Stored data entries:
::::::
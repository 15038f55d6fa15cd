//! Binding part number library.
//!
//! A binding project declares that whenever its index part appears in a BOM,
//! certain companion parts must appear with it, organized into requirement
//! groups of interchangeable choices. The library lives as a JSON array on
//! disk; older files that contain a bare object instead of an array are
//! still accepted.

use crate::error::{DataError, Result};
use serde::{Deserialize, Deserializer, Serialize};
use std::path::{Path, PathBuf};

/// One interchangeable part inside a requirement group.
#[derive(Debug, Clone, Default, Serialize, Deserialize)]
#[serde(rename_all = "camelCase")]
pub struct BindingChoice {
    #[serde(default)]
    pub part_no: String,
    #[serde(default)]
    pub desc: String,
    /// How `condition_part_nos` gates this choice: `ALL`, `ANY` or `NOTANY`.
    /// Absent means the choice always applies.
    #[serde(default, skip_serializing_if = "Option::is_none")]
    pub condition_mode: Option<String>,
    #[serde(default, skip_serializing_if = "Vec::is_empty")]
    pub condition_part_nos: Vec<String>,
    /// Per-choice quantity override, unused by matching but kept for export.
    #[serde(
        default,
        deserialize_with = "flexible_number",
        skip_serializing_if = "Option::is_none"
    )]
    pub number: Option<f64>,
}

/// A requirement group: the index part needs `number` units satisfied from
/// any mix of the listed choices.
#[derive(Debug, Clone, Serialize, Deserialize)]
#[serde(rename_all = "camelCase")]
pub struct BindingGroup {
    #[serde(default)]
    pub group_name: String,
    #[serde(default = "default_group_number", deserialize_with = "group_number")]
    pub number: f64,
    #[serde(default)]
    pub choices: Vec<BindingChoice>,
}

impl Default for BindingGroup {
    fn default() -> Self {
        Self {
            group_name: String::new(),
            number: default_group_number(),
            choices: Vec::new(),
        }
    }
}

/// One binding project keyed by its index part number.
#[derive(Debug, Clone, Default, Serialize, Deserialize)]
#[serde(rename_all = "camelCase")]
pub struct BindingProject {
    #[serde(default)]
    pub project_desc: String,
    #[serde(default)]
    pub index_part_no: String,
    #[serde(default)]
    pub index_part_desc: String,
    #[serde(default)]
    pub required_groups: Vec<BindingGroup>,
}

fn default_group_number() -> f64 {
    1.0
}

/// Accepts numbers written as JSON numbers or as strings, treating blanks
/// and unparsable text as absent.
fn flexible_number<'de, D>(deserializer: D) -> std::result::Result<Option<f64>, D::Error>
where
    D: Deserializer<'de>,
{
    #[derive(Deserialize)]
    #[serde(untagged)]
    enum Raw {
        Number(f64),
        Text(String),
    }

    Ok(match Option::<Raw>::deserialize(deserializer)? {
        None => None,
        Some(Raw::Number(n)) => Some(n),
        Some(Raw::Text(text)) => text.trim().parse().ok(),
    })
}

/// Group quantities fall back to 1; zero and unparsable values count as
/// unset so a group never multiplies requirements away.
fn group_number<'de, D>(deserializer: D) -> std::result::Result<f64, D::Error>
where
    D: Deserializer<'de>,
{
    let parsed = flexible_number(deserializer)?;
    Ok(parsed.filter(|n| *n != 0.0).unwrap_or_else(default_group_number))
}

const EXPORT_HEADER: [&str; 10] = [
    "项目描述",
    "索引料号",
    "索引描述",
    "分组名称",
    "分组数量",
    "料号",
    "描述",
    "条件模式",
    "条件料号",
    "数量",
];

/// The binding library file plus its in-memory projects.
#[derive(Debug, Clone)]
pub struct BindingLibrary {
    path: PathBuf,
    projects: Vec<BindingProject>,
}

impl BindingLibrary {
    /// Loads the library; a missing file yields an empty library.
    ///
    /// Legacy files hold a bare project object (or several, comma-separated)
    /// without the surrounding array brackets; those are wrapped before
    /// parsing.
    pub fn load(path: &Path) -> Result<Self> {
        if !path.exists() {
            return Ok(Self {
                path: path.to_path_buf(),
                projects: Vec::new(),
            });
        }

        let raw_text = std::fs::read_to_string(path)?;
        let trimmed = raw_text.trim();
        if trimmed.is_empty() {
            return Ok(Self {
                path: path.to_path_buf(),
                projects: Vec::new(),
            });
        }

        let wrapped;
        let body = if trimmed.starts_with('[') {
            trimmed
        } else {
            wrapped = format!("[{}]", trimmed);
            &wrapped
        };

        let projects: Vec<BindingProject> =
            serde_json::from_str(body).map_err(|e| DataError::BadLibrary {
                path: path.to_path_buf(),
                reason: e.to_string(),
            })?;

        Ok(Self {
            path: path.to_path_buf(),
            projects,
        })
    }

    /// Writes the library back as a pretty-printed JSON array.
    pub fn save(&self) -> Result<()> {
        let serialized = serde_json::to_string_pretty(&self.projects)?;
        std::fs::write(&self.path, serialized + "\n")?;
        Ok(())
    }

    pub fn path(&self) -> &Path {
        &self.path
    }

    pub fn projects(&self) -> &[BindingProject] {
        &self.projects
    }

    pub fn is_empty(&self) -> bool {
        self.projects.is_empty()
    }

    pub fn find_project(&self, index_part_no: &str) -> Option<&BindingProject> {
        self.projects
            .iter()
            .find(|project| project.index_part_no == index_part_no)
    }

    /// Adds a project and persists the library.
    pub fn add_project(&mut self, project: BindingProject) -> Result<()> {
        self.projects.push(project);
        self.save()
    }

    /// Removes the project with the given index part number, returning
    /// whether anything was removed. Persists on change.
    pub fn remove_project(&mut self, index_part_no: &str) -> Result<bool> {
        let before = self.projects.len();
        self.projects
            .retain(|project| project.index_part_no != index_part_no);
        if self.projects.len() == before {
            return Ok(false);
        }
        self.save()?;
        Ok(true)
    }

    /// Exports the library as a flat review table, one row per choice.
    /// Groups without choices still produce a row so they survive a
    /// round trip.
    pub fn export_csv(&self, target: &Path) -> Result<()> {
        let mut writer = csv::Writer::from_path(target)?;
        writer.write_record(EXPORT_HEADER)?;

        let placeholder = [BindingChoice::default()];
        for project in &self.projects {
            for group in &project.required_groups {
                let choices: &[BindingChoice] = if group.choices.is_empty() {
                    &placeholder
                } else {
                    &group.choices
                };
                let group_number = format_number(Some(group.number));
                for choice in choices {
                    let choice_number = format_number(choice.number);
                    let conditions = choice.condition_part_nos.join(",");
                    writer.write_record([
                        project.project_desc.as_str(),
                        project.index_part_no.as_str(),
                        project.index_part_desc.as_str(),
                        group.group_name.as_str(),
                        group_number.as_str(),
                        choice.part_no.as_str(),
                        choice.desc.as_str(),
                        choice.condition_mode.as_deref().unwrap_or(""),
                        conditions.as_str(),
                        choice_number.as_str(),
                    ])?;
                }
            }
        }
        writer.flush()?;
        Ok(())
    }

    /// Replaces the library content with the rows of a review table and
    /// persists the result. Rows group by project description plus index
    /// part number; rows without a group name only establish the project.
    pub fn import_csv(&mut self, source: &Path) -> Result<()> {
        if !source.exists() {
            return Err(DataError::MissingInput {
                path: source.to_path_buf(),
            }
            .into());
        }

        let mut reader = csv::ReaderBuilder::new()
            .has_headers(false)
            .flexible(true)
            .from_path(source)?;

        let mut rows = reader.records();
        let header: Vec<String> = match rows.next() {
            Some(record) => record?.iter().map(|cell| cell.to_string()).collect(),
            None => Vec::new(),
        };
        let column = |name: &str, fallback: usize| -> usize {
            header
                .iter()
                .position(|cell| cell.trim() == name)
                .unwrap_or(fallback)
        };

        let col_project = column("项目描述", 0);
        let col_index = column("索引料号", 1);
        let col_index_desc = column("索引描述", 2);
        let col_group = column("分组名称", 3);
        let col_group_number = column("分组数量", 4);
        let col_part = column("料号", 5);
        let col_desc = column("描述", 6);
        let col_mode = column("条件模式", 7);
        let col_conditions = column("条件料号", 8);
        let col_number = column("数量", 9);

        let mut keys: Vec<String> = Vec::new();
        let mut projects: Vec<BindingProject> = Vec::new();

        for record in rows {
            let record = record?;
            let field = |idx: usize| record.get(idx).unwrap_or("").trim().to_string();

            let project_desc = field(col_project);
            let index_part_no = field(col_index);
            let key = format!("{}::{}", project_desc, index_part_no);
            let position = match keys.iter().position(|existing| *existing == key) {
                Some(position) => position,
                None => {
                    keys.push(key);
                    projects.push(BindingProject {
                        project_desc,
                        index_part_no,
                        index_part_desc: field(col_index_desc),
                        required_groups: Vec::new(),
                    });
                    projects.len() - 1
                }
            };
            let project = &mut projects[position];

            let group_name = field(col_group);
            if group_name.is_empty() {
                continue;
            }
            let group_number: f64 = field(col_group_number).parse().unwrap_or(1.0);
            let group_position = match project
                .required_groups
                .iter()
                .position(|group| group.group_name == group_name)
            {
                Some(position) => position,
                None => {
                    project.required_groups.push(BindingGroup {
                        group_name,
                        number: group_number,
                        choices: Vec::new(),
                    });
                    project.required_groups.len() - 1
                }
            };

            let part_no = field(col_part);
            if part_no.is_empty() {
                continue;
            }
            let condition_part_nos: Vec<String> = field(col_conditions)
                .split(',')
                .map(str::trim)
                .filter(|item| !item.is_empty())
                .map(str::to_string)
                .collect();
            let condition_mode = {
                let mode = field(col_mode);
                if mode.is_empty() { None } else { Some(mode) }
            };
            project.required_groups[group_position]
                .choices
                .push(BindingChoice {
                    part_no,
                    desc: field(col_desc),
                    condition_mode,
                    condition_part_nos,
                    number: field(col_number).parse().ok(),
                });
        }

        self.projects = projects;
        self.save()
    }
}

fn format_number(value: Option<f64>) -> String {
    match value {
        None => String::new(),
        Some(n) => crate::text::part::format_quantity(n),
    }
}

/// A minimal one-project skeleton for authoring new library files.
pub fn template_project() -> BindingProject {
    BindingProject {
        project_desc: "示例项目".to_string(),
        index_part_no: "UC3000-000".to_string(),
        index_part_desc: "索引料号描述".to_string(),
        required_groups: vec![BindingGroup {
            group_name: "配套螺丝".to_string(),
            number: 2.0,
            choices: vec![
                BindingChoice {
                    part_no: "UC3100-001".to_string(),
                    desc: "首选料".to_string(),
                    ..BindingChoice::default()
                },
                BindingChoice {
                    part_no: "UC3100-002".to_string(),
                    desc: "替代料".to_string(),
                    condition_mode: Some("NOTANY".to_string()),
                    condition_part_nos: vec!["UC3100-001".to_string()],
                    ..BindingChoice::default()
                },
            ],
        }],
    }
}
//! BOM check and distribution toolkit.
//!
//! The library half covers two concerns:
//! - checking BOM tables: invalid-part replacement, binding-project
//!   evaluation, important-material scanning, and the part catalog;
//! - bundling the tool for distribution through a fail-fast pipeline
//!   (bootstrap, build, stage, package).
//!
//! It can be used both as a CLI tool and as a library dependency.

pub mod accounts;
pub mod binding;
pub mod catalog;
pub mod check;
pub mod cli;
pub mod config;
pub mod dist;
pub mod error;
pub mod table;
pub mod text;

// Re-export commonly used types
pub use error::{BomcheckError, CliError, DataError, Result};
::::::
» **PROBLEM REQUIREMENTS**:
Find "pub mod accounts;" in the records above. Repeat its line and every later line exactly, through the last one.

» **EXPECTED ANSWER**:
pub mod accounts;
pub mod binding;
pub mod catalog;
pub mod check;
pub mod cli;
pub mod config;
pub mod dist;
pub mod error;
pub mod table;
pub mod text;

// Re-export commonly used types
pub use error::{BomcheckError, CliError, DataError, Result};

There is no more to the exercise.